La puerta de la habitación se abrió y Teresa entró. Se detuvo en seco al ver la expresión en el rostro de Matilde y las dos cartas esparcidas sobre el escritorio.

— Matilde, ¿qué ha pasado? Pareces haber visto a un fantasma —dijo Teresa, dejando sus cosas sobre la cama y acercándose a su amiga.

Matilde señaló las cartas con un gesto vago.

— Los fantasmas no envían cartas, Teresa. He recibido noticias de mis padres.

Teresa tomó las hojas de papel y las leyó rápidamente, mientras Matilde se dejaba caer en su cama, mirando al techo con los ojos nublados.

— Vaya... —murmuró Teresa tras terminar la lectura— Esto es... es increíble. Tu padre admite que está arruinado. Matilde, eso explica por qué ha estado tan desesperado últimamente. Pero lo de Augusto... ¡Tu padre quiere a Augusto de la Vega!

— Es irónico, ¿verdad? —Matilde se incorporó, apoyando la espalda contra la pared— Hace años, Augusto no era lo suficientemente bueno ni para limpiar los zapatos de mi padre. Ahora, porque tiene millones, es el salvador ideal. Mi padre ha olvidado el desprecio que le mostró, pero yo no. Y estoy segura de que Augusto tampoco lo ha olvidado.

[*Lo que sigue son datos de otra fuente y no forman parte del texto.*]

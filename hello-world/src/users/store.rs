use async_trait::async_trait;
use tokio::sync::Mutex;

use super::model::User;

/// Append-only user storage.
///
/// Ids are assigned as `len + 1`, which only stays unique while nothing is ever removed.
#[async_trait]
pub trait UserStore: Send + Sync {
    /// Store a new user and return it with its assigned id.
    async fn append(&self, name: String) -> User;
    async fn find(&self, id: u64) -> Option<User>;
    async fn all(&self) -> Vec<User>;
}

/// Store backed by a `Vec`, living as long as the warm Lambda process.
#[derive(Debug, Default)]
pub struct InMemoryUserStore {
    users: Mutex<Vec<User>>,
}

impl InMemoryUserStore {
    pub fn new() -> Self {
        Self::default()
    }
}

#[async_trait]
impl UserStore for InMemoryUserStore {
    async fn append(&self, name: String) -> User {
        let mut users = self.users.lock().await;
        let user = User {
            id: users.len() as u64 + 1,
            name: Some(name),
        };
        users.push(user.clone());
        user
    }

    async fn find(&self, id: u64) -> Option<User> {
        self.users
            .lock()
            .await
            .iter()
            .find(|user| user.id == id)
            .cloned()
    }

    async fn all(&self) -> Vec<User> {
        self.users.lock().await.clone()
    }
}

— ¿Y qué vas a hacer? —preguntó Teresa, sentándose a su lado— Tu padre te está dando el permiso que siempre quisiste, aunque sea por las razones equivocadas. Podrías decirle la verdad a Augusto. Podrías decirle que tu padre ahora lo acepta. Aunque no creo que lo haya reconocido.

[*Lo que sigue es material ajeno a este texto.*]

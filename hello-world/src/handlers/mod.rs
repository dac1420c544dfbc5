pub mod hello;
pub mod schedule;
pub mod users;

pub use schedule::{ScheduleHandler, ScheduleRule};
pub use users::UserHandler;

— ¿Y quedar como una mujer que solo busca el dinero? —Matilde negó con la cabeza— Augusto seguro cree que mi compromiso con Enrique es por interés. Si ahora me acerco a él diciendo que mi padre aprueba nuestra unión, solo lo confirmaré. Él pensará que vuelvo a él porque mi familia está arruinada y él es la única tabla de salvación. Su orgullo es demasiado grande para aceptar un amor que parece una transacción.

Matilde se pasó una mano por el rostro, sintiendo el calor de la frustración en sus mejillas.

— Imagina la escena, Teresa. Yo, llegando a sus brazos justo cuando los acreedores golpean nuestra puerta. Él me mirará con esa frialdad que ha cultivado estos años y verá en mí a una oportunista más, a la misma "niña rica" que ahora mendiga su protección porque el banco de los Saldívar ya no tiene fondos.